=== TASK DIRECTIONS ===
The only thing to report is how many lines of the data contain the word "insert".

=== RECORDS FOR THIS TASK ===
use chrono::{DateTime, Utc};
use serde::Serialize;
use serde_json::Value;
use uuid::Uuid;

use super::asset::Asset;

#[derive(Debug, Clone, PartialEq, Serialize)]
#[serde(tag = "route", rename_all = "snake_case")]
pub enum NavigationIntent {
    AssetDetail { asset: Asset },
    AddAsset { asset_type: String },
    FiatOnRamp,
}

#[derive(Debug, Clone, PartialEq, Serialize)]
#[serde(tag = "type", rename_all = "snake_case")]
pub enum EffectKind {
    Navigate(NavigationIntent),
    Notice {
        title: String,
        body: String,
        is_error: bool,
    },
    Analytics {
        name: String,
        metadata: Value,
    },
}

/// A side effect the caller is expected to carry out.
#[derive(Debug, Clone, Serialize)]
pub struct Effect {
    pub id: Uuid,
    pub emitted_at: DateTime<Utc>,
    #[serde(flatten)]
    pub kind: EffectKind,
}

impl Effect {
    pub fn new(kind: EffectKind) -> Self {
        Self {
            id: Uuid::new_v4(),
            emitted_at: Utc::now(),
            kind,
        }
    }
}
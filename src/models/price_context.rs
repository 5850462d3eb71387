use std::collections::HashMap;

use primitive_types::U256;
use serde::{Deserialize, Serialize};

use super::asset::normalize_address;

/// Which unit a balance line leads with.
#[derive(Debug, Clone, Copy, PartialEq, Eq, Default, Serialize, Deserialize)]
#[serde(rename_all = "lowercase")]
pub enum PrimaryCurrency {
    #[default]
    Native,
    Fiat,
}

#[derive(Debug, Clone, PartialEq, Serialize, Deserialize)]
#[serde(default)]
pub struct DisplaySettings {
    pub primary_currency: PrimaryCurrency,
    pub hide_zero_balance_tokens: bool,
    pub chain_id: u64,
}

impl Default for DisplaySettings {
    fn default() -> Self {
        Self {
            primary_currency: PrimaryCurrency::Native,
            hide_zero_balance_tokens: false,
            chain_id: 1,
        }
    }
}

/// Read-only market and balance data for one render pass.
#[derive(Debug, Clone, Default, PartialEq)]
pub struct PriceContext {
    pub conversion_rate: f64,
    pub current_currency: String,
    exchange_rates_by_address: HashMap<String, f64>,
    balances_by_address: HashMap<String, U256>,
    logos_by_address: HashMap<String, String>,
}

impl PriceContext {
    pub fn new(conversion_rate: f64, current_currency: &str) -> Self {
        Self {
            conversion_rate,
            current_currency: current_currency.to_string(),
            ..Default::default()
        }
    }

    pub fn with_exchange_rate(mut self, address: &str, rate: f64) -> Self {
        self.exchange_rates_by_address
            .insert(normalize_address(address), rate);
        self
    }

    pub fn with_balance(mut self, address: &str, minimal_units: U256) -> Self {
        self.balances_by_address
            .insert(normalize_address(address), minimal_units);
        self
    }

    pub fn with_logo(mut self, address: &str, logo: &str) -> Self {
        self.logos_by_address
            .insert(normalize_address(address), logo.to_string());
        self
    }

    /// `None` means the rate is unknown, which is not the same as zero.
    pub fn exchange_rate(&self, address: &str) -> Option<f64> {
        self.exchange_rates_by_address
            .get(&normalize_address(address))
            .copied()
    }

    /// Raw on-chain balance in minimal units.
    pub fn balance(&self, address: &str) -> Option<U256> {
        self.balances_by_address
            .get(&normalize_address(address))
            .copied()
    }

    pub fn logo(&self, address: &str) -> Option<&str> {
        self.logos_by_address
            .get(&normalize_address(address))
            .map(String::as_str)
    }
}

=== THE COMPLETED TASK ===
3